Top of Information

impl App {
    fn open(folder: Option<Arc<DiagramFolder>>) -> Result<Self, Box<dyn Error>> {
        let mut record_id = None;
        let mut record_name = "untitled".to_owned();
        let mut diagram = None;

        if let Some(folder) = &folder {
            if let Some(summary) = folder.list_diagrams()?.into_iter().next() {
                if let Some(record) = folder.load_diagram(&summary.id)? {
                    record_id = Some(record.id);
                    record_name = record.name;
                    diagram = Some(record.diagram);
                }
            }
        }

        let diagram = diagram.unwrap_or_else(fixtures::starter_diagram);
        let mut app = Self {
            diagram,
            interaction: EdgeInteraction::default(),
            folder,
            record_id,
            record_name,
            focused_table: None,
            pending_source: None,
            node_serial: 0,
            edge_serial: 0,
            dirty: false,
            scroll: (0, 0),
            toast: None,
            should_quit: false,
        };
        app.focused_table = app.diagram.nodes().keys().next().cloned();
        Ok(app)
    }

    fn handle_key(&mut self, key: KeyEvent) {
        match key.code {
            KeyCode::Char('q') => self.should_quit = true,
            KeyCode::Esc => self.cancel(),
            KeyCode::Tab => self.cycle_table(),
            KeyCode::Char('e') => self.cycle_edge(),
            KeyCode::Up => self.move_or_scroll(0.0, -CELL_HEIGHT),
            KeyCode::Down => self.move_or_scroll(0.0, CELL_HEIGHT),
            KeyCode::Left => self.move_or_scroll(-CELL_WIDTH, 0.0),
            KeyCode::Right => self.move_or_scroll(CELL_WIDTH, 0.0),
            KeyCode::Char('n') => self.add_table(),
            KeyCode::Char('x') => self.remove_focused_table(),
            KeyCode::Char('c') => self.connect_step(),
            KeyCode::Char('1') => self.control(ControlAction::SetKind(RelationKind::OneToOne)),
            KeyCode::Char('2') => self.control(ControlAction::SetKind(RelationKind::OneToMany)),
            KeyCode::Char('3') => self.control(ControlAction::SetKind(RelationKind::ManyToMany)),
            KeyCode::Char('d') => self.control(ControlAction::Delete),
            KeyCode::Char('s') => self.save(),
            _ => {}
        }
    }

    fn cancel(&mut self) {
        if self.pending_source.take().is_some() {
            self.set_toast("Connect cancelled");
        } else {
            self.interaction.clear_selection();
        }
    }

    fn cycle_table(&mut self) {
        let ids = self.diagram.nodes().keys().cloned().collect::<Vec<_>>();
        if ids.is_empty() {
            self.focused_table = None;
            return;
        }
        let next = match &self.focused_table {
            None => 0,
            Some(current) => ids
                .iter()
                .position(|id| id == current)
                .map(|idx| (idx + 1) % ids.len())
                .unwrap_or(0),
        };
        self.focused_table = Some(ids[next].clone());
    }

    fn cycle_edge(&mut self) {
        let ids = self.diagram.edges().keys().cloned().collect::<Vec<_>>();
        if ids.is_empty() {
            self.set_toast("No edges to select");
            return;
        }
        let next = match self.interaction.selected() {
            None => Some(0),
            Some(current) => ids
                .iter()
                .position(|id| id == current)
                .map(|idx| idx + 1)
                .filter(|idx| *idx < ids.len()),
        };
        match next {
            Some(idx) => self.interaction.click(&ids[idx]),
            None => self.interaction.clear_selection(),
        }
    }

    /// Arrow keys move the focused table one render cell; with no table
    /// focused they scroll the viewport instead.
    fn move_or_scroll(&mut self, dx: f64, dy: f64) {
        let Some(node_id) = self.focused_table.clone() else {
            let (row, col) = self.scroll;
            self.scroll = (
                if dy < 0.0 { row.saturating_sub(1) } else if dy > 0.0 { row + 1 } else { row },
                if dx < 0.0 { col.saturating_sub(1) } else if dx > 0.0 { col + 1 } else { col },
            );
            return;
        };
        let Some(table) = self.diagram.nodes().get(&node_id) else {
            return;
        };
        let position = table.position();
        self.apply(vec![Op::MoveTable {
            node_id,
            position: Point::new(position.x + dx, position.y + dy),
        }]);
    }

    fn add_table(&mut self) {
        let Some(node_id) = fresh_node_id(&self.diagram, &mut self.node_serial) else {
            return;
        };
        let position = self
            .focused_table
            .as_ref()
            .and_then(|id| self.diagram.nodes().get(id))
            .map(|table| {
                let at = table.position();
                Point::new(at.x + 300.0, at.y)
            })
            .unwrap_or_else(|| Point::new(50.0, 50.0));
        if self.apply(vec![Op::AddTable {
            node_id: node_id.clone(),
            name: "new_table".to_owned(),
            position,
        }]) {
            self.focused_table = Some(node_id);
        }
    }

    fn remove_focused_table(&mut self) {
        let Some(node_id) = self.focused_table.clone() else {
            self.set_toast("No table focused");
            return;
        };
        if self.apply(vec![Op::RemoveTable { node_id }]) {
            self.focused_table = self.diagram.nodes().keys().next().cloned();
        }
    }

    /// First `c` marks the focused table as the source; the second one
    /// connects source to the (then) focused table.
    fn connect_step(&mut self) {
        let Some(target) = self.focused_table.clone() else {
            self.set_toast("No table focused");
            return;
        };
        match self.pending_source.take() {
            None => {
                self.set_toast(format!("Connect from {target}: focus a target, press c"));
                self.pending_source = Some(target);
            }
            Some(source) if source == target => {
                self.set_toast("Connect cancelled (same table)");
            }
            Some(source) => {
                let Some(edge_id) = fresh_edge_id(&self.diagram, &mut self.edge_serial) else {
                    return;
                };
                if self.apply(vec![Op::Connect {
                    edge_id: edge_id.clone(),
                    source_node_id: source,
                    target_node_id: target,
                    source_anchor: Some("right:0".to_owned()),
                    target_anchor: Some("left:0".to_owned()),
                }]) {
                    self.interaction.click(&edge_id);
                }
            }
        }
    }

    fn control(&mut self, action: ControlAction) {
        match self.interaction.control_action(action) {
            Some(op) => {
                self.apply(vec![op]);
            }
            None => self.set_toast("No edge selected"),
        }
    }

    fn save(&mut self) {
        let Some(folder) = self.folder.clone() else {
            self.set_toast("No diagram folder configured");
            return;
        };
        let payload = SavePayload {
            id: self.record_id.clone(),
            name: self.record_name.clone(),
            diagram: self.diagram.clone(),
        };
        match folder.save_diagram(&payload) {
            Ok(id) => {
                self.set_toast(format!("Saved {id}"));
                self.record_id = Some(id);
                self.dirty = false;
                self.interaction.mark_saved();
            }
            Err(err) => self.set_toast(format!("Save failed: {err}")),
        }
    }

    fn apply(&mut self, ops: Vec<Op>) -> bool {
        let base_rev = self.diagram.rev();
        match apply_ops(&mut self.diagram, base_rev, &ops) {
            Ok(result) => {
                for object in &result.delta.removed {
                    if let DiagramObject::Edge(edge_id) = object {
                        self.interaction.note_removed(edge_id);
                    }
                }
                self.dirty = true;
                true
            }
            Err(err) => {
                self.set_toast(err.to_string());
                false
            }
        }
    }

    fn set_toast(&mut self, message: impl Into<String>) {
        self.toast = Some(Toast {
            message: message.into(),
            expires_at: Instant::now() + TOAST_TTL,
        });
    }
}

Bottom of Information
Top of Information

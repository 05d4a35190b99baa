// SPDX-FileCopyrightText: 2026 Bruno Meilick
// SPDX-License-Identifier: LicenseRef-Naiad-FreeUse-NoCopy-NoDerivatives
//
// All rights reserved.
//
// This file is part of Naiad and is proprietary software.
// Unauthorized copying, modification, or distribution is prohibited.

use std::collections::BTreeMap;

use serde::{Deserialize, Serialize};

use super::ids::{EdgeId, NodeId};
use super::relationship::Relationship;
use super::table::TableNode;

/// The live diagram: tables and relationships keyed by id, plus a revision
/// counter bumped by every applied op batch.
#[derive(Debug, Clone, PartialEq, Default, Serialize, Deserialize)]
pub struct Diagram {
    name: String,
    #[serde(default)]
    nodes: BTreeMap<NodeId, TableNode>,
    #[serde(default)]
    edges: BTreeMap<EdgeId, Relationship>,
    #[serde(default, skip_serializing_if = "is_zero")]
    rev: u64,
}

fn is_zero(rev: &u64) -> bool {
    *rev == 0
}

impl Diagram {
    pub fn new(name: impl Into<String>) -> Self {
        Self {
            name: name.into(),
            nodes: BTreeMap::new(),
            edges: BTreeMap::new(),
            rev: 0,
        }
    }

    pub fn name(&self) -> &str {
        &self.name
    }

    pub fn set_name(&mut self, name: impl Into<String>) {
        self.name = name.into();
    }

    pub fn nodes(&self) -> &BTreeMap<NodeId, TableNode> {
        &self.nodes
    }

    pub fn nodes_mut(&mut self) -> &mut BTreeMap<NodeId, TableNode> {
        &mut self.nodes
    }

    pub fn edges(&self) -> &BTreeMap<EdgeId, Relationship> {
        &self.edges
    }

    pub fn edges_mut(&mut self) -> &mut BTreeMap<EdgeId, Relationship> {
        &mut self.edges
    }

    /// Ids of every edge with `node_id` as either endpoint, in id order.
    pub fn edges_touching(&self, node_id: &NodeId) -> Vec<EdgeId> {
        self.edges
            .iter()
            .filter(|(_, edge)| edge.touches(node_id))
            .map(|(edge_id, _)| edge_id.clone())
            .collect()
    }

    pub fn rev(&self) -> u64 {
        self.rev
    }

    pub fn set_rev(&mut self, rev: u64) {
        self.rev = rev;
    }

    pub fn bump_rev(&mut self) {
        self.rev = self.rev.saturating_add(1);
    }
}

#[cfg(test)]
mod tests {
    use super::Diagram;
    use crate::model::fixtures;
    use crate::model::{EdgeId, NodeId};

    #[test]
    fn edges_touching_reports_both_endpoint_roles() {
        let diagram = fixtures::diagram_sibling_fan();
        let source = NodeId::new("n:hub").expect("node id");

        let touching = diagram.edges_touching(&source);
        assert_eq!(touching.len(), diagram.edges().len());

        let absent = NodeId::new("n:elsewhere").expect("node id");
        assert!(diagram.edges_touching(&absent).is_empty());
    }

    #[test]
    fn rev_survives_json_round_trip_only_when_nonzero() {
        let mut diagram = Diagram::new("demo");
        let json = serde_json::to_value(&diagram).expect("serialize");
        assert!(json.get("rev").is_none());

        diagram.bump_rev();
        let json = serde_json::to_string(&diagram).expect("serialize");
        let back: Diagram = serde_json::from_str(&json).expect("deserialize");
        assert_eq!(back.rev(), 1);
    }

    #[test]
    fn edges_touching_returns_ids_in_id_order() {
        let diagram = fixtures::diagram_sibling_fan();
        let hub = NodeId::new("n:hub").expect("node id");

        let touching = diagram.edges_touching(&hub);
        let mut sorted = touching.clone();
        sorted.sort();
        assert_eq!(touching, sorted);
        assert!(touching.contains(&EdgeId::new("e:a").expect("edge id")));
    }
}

Bottom of Information
Top of Information

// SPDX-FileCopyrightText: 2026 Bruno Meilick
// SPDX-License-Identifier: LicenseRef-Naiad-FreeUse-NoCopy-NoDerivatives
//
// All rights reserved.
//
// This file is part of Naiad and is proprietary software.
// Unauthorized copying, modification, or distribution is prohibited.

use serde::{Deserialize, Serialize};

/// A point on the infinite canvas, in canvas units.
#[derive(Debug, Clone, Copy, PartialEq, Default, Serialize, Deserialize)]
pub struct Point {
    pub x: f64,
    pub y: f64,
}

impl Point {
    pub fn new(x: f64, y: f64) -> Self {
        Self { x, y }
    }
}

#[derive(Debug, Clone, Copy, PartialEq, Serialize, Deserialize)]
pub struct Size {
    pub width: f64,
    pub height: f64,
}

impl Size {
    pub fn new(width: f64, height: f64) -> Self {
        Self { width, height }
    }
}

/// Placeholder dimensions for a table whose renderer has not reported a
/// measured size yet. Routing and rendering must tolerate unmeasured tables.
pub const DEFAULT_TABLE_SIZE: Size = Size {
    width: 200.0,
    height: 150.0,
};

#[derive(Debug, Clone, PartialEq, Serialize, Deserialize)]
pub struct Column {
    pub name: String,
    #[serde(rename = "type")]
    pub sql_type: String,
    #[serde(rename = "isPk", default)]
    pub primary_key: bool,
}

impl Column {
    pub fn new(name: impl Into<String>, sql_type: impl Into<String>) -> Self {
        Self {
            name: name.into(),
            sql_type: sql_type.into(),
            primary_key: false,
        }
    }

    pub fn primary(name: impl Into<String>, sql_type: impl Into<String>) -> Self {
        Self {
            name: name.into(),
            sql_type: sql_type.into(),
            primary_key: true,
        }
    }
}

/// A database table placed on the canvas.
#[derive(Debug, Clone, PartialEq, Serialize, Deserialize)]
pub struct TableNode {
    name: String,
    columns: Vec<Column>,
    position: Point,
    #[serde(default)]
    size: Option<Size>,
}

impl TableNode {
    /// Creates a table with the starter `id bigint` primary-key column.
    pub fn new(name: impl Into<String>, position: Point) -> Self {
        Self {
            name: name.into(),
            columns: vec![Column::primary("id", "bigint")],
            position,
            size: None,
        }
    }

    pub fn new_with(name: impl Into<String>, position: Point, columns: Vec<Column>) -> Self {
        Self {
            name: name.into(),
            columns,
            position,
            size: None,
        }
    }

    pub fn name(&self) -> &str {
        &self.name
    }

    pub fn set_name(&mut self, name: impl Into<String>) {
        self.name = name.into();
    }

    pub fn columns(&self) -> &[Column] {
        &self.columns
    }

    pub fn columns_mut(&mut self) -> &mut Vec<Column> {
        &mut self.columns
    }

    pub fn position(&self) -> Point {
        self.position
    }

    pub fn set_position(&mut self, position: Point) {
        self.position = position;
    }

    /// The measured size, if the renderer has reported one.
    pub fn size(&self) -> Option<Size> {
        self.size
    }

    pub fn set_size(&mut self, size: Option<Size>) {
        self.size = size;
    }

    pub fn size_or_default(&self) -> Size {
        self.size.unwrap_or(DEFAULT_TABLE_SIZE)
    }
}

Bottom of Information

What this task involves
Every line above that holds the string "TableNode" counts once; give the total and nothing more.

Answer to the problem
6